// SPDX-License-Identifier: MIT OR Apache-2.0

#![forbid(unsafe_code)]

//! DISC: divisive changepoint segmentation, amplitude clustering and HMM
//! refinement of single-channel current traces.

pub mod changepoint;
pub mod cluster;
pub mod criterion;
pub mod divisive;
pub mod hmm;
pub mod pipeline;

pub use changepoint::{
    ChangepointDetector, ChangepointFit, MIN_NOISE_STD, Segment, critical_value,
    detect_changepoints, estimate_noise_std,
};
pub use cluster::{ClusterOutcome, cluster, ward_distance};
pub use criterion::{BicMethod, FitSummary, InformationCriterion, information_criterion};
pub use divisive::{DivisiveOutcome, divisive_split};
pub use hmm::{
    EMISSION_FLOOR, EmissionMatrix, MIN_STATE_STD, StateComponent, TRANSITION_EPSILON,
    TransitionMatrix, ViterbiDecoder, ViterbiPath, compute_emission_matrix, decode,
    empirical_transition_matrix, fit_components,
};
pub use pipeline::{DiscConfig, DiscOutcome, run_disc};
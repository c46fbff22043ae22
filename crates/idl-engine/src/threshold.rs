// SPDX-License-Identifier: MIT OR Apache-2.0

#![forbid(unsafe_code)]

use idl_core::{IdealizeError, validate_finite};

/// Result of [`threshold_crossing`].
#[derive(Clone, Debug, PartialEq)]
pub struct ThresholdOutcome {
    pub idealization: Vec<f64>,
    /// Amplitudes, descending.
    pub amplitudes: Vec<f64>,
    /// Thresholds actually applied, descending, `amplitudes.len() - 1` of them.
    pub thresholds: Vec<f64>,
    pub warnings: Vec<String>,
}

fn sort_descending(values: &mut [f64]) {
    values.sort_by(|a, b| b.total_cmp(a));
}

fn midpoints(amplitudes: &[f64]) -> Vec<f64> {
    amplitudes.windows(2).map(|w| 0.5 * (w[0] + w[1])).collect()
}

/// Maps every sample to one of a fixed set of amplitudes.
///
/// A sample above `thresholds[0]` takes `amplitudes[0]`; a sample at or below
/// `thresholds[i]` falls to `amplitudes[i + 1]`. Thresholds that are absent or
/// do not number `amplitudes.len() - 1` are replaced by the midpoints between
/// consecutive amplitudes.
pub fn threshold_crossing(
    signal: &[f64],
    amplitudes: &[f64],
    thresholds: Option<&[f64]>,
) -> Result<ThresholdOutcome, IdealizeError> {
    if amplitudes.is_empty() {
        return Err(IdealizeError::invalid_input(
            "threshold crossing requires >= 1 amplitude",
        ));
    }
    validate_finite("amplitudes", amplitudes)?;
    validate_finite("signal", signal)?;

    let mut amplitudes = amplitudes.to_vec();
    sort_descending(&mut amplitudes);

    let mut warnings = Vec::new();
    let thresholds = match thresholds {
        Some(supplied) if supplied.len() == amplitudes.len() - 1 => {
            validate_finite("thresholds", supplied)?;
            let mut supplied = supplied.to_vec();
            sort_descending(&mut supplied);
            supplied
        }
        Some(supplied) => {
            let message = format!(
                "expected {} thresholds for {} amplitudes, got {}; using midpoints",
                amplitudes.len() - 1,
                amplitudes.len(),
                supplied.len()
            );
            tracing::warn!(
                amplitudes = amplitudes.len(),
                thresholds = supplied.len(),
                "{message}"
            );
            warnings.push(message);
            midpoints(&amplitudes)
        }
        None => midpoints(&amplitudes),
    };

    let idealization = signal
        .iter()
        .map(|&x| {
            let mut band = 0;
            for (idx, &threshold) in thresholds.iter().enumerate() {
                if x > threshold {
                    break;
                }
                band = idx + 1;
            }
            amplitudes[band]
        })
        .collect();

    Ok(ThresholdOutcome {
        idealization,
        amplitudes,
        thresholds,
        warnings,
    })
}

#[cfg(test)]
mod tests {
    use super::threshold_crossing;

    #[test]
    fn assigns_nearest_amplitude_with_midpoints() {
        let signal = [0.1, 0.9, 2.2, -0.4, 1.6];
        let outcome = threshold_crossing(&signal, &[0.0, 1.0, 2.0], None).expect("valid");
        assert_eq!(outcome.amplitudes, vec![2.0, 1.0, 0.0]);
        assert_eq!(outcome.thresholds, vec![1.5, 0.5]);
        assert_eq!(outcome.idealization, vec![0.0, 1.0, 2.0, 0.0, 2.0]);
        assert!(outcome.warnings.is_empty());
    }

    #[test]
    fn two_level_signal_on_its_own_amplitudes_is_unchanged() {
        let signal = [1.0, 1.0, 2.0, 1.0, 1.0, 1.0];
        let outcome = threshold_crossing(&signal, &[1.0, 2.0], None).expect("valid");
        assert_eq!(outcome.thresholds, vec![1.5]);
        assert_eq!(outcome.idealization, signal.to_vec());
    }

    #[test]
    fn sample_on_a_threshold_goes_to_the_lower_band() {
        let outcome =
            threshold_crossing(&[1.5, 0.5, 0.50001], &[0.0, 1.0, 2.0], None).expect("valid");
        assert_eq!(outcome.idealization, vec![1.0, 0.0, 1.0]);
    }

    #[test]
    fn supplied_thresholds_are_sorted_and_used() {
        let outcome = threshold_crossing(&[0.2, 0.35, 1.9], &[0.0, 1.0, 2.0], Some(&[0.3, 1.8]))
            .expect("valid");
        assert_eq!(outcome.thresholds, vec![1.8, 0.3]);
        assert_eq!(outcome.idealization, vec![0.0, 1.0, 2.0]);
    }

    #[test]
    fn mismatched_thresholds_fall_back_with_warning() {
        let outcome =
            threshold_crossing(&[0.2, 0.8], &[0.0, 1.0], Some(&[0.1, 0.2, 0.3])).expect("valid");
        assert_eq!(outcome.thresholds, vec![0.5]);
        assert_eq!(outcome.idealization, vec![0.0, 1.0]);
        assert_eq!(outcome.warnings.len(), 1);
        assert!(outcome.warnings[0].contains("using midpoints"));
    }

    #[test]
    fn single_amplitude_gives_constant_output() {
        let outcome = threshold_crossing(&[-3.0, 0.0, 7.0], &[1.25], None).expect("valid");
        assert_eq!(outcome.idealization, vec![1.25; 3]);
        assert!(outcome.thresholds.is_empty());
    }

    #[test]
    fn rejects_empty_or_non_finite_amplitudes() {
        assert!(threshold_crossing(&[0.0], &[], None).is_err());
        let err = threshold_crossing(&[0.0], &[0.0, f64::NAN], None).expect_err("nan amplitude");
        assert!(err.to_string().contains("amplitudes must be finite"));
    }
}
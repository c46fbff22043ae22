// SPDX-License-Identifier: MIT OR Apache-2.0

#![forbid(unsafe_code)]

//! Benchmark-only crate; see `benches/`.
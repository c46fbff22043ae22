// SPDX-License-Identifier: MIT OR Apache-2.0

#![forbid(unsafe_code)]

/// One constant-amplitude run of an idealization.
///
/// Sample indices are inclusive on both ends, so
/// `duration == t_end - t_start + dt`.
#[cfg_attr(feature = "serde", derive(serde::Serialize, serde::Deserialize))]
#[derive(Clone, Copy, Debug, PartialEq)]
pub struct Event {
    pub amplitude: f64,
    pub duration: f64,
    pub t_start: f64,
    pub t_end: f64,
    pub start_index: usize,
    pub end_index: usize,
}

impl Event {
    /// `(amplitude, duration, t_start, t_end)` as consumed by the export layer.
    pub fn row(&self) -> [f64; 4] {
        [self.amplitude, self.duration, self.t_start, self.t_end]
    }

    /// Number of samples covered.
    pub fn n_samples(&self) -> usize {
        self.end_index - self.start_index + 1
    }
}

++++++++++++++++++++

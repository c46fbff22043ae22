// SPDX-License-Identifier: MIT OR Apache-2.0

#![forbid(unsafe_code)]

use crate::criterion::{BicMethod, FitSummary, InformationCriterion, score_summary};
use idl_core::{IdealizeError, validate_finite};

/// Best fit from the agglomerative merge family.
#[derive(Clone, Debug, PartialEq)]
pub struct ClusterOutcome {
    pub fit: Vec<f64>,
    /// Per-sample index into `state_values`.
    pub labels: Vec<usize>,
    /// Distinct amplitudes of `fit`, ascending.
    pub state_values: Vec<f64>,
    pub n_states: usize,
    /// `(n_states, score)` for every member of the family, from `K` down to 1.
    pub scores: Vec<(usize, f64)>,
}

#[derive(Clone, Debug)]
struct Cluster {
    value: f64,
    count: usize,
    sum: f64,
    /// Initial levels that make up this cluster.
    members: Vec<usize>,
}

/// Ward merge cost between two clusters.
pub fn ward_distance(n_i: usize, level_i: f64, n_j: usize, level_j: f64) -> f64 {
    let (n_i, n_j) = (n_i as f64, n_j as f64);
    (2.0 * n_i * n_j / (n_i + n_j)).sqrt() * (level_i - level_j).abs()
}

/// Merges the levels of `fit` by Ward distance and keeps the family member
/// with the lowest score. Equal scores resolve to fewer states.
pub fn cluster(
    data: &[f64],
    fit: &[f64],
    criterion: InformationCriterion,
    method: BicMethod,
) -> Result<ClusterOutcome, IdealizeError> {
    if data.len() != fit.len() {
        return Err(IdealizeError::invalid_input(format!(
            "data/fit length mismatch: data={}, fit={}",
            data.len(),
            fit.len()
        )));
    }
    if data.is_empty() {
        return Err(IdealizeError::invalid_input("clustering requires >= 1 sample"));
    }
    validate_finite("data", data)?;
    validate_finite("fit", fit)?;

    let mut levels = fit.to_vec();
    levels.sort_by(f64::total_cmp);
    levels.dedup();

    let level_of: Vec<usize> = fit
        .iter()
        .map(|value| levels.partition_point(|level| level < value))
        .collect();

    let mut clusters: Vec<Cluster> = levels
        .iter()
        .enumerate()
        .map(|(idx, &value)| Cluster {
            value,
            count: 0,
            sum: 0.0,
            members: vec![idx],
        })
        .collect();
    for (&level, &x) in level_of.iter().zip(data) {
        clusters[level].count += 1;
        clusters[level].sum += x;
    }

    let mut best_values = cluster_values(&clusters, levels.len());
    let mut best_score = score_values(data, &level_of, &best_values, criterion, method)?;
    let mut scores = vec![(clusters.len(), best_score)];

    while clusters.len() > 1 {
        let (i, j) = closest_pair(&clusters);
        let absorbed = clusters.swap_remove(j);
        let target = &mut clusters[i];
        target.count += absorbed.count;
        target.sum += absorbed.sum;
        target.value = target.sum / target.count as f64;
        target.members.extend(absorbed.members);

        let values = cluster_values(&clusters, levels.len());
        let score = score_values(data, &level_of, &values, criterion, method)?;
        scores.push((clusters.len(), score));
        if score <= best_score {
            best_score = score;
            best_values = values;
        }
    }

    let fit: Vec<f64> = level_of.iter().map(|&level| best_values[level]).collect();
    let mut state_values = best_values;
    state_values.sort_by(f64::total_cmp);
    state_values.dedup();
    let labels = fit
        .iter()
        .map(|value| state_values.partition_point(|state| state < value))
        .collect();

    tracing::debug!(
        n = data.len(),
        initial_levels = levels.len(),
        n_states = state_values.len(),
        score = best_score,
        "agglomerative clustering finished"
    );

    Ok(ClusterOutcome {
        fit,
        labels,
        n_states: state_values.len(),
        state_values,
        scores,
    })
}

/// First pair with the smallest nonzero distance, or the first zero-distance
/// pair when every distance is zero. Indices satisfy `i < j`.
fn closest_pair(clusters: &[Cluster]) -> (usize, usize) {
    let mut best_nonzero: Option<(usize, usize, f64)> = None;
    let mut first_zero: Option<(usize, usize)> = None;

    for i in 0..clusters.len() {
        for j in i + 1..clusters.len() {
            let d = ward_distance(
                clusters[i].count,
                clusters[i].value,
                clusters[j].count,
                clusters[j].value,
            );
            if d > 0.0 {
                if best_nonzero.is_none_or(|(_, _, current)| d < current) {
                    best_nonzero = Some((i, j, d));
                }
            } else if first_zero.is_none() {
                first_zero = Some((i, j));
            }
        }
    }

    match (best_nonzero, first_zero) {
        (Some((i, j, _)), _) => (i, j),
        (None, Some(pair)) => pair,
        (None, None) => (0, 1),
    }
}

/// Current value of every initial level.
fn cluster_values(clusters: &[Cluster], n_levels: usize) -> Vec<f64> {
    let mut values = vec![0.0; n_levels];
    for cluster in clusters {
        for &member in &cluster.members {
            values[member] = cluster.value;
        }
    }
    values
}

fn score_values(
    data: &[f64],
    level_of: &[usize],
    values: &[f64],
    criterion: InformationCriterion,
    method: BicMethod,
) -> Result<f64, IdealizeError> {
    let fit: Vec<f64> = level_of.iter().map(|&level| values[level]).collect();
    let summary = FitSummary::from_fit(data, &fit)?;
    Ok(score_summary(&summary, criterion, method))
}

++++++++++++++++++++

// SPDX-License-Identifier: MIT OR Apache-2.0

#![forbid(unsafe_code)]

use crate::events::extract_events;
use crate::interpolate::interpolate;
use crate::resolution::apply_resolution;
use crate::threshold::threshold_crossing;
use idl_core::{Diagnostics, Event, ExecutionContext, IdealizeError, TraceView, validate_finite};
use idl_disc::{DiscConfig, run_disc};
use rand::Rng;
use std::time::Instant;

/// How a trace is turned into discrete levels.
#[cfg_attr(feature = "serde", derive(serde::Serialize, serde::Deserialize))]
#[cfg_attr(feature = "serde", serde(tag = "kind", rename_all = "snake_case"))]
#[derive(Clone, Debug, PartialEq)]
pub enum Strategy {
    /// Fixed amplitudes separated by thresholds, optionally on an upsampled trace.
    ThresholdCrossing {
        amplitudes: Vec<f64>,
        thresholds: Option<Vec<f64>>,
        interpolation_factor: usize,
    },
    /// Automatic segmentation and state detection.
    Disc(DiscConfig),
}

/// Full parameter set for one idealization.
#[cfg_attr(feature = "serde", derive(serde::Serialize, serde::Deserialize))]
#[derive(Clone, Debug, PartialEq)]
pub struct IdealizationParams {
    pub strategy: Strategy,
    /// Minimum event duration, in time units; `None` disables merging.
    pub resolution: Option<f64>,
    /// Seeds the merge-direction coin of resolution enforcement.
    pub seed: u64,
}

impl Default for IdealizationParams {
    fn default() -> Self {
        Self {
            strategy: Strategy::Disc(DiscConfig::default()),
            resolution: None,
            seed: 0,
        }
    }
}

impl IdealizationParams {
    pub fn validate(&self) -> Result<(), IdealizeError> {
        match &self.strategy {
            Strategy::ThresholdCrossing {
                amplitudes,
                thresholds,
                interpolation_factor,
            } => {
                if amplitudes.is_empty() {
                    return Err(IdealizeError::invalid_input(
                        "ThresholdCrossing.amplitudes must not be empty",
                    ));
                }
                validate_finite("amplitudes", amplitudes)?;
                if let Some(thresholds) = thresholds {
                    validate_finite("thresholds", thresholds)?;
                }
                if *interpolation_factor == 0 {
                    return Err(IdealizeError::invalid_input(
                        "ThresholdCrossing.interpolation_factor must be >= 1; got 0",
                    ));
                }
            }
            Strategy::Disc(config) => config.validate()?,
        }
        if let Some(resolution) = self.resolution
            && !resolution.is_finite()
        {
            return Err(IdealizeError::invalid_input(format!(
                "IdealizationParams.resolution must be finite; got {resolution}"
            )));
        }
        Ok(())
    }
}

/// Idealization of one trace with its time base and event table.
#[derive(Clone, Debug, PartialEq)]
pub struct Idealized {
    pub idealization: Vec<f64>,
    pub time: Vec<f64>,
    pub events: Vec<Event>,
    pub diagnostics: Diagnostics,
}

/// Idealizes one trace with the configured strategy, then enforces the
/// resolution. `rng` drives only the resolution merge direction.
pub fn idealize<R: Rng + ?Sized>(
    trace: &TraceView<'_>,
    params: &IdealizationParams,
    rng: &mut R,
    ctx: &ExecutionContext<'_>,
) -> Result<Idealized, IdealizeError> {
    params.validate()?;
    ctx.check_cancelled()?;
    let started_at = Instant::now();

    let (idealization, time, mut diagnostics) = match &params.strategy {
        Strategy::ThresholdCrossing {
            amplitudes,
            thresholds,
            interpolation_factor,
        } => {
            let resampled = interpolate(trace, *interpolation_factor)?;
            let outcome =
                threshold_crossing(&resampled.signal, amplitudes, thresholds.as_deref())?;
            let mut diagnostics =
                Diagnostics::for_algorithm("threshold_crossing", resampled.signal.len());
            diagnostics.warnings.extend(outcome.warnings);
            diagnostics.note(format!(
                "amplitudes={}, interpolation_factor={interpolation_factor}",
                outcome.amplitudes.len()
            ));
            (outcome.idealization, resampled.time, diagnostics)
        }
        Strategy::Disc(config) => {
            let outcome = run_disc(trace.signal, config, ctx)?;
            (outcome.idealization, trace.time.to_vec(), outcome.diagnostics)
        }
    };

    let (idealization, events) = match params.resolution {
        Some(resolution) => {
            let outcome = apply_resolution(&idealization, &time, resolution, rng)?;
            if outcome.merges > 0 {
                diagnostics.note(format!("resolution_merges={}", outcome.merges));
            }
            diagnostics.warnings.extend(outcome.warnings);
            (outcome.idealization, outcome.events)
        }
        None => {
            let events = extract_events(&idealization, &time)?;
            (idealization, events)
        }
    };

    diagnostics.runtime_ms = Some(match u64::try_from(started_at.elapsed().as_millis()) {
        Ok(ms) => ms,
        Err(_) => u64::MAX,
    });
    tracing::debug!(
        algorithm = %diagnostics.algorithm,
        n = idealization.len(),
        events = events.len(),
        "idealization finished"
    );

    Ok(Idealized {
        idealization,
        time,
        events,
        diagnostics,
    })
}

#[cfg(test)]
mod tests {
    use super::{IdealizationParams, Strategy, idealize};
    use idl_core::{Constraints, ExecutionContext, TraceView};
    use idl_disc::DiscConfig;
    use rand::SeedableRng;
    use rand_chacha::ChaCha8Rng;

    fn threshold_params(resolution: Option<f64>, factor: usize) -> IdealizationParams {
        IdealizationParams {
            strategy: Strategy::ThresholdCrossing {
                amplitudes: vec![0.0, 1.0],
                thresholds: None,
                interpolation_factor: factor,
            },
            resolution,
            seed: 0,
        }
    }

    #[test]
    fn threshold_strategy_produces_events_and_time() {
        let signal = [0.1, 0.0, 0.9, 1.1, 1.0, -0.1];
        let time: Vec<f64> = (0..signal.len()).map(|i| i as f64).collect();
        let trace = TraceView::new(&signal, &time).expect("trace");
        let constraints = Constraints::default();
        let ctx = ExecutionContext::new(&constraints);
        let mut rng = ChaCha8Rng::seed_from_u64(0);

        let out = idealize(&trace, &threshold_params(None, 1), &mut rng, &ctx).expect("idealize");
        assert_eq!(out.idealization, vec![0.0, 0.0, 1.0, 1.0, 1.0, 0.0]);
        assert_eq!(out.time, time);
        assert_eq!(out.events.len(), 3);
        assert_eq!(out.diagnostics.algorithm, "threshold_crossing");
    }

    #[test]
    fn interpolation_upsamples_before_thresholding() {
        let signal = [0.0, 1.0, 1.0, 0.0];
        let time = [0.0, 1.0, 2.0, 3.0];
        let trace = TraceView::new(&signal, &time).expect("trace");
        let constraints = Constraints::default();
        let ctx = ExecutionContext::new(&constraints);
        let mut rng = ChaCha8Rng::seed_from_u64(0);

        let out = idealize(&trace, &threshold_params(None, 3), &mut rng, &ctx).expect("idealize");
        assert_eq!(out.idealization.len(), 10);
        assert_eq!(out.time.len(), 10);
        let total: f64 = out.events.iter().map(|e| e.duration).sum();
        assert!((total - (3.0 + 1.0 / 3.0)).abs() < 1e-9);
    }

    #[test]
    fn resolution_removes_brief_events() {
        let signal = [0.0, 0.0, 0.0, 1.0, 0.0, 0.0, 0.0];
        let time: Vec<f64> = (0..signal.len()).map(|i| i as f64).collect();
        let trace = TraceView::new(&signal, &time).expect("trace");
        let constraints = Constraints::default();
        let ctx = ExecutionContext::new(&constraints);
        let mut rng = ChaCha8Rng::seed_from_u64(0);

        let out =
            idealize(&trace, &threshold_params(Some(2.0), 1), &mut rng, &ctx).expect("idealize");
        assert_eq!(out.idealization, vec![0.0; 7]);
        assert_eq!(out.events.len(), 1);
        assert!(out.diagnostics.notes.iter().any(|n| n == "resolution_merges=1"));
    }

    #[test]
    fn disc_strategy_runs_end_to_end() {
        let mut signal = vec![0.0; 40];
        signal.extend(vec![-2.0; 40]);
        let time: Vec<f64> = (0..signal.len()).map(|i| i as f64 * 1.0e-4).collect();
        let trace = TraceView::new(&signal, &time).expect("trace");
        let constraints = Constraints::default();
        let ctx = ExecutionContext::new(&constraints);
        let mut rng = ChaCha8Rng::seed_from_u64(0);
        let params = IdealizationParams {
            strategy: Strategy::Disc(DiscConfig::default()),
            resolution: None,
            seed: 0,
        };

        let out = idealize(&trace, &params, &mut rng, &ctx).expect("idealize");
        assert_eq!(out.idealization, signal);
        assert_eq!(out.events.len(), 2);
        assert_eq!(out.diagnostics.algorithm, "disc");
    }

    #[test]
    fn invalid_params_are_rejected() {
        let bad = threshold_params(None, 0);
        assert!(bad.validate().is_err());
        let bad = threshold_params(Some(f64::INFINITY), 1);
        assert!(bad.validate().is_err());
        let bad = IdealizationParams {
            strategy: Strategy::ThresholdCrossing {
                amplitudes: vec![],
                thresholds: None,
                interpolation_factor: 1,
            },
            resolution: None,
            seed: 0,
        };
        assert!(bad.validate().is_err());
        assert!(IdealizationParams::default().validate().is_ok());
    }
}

++++++++++++++++++++

From the entries above, copy every line where the word "FitSummary" shows up.

• _ANSWER FOR THIS EXERCISE_
pub use criterion::{BicMethod, FitSummary, InformationCriterion, information_criterion};
use crate::criterion::{BicMethod, FitSummary, InformationCriterion, score_summary};
    let summary = FitSummary::from_fit(data, &fit)?;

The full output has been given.